Saved data entries:
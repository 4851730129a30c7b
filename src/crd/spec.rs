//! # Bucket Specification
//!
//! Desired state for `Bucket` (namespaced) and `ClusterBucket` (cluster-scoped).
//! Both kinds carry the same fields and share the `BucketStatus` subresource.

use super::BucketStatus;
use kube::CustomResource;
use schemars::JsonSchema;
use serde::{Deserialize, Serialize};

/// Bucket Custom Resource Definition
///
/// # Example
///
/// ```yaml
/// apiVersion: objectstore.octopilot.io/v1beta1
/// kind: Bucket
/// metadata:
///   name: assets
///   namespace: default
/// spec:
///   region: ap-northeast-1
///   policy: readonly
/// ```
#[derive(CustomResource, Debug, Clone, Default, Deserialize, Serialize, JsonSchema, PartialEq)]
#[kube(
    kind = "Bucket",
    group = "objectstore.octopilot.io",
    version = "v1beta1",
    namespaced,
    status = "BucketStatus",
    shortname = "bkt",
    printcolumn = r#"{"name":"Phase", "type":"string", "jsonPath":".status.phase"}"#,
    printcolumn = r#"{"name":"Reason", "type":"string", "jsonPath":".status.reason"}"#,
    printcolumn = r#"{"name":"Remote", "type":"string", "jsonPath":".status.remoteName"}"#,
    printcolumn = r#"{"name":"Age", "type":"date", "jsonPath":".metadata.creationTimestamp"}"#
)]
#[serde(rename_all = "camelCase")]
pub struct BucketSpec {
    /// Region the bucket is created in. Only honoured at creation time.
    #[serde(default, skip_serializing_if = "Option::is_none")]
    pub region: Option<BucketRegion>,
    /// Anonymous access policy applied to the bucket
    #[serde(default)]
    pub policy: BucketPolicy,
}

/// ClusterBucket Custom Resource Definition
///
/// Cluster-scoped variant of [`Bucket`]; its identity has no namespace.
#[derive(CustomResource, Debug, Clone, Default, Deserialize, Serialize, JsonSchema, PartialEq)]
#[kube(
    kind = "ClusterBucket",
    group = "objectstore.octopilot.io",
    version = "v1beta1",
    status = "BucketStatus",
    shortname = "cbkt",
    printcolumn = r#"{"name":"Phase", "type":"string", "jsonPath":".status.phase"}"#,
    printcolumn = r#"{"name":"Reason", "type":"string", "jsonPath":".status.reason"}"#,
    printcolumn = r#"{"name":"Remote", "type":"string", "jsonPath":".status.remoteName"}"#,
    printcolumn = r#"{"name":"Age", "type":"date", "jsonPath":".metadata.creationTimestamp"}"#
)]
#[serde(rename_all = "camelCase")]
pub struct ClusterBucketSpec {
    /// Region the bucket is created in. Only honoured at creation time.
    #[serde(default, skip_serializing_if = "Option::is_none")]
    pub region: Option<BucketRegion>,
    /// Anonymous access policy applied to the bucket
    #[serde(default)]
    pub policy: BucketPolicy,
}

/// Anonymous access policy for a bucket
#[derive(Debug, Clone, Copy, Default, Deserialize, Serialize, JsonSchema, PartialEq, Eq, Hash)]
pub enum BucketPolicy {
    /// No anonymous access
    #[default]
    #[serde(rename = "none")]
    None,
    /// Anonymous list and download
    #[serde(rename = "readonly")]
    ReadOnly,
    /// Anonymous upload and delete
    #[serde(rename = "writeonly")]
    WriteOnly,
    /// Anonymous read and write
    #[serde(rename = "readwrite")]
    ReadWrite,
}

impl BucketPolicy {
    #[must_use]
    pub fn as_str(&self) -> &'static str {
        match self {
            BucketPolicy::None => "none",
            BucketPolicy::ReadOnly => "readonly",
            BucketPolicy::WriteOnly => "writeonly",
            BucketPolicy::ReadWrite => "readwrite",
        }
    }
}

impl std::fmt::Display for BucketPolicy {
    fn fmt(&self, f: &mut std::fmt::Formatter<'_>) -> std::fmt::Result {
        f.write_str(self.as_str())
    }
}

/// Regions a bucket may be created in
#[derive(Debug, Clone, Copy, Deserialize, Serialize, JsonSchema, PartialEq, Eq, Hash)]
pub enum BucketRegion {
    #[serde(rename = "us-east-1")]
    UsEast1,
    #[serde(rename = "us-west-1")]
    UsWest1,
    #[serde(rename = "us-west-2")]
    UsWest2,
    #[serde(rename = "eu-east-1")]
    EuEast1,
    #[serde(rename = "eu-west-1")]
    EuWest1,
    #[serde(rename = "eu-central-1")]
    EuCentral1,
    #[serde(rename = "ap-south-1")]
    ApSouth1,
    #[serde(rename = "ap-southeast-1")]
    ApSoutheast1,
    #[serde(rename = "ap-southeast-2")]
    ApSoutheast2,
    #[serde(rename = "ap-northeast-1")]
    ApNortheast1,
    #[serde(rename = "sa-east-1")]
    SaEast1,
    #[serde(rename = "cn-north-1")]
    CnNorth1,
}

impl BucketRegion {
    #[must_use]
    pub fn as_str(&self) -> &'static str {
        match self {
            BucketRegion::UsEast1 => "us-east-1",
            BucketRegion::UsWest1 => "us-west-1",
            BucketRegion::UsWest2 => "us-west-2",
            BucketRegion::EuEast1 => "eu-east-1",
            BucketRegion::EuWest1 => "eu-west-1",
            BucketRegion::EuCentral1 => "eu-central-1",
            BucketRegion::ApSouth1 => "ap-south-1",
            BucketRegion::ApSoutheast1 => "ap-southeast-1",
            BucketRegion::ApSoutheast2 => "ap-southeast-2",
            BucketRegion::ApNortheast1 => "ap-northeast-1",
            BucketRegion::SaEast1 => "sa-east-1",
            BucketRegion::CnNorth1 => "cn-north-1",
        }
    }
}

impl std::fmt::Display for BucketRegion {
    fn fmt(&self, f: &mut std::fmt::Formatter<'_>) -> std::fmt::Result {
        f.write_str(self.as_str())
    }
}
---
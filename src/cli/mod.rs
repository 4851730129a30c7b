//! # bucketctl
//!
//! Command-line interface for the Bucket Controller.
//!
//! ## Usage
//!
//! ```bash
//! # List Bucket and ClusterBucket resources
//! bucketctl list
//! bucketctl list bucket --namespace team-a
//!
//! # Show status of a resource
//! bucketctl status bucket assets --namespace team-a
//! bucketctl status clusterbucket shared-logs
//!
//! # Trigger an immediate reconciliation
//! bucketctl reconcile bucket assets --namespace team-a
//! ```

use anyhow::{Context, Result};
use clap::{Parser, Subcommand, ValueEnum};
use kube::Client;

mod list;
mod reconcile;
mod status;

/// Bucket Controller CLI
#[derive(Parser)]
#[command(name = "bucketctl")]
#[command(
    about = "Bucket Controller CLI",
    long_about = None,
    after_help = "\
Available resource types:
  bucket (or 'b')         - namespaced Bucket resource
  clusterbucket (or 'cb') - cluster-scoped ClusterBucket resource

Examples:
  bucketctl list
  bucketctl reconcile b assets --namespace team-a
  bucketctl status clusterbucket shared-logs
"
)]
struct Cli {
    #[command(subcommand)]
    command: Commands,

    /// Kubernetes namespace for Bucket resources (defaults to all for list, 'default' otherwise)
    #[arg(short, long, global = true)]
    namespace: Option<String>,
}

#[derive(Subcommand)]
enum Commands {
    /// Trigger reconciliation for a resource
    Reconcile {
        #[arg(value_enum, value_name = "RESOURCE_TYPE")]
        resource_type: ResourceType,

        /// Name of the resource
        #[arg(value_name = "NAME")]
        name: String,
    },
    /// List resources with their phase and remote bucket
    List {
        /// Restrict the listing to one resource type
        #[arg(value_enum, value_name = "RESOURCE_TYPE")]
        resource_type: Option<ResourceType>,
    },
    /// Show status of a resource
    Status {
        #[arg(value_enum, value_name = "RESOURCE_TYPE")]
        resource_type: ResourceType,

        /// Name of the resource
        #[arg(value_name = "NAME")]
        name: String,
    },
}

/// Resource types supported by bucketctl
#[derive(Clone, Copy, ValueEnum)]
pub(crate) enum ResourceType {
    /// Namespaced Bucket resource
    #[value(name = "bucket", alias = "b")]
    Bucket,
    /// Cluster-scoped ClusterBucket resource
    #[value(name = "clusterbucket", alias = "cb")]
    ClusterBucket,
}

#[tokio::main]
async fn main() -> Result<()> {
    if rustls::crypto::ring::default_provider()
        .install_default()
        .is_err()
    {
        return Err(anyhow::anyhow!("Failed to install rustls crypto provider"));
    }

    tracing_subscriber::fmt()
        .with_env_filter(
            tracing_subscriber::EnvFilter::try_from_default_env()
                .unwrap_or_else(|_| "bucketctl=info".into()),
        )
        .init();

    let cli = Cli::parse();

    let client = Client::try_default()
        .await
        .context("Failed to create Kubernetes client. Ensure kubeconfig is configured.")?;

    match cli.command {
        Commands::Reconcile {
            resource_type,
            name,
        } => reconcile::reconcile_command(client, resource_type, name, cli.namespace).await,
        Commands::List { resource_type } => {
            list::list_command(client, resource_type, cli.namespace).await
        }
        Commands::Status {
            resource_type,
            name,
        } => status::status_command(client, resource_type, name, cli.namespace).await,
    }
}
==
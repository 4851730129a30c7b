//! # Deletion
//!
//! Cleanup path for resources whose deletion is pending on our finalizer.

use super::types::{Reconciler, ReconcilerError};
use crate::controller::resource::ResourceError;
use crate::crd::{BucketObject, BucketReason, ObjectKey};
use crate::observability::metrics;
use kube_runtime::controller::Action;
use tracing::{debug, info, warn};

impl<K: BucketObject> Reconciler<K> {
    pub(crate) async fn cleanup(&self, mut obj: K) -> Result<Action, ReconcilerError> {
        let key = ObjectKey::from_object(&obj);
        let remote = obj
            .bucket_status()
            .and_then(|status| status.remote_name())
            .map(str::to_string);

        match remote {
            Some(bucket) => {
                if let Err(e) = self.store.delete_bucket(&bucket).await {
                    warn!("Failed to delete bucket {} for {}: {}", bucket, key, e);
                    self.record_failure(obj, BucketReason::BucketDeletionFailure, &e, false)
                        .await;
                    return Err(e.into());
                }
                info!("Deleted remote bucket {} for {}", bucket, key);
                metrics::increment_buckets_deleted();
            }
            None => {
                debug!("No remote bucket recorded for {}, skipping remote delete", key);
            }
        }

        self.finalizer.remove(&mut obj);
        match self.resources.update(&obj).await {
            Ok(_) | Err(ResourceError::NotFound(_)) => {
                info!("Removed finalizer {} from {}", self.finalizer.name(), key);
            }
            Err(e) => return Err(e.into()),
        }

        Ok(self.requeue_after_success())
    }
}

▶ [THE PROBLEM]: Count every line above that includes the string "PartialEq", and answer with the count only.

▶ [RESPONSE]: 4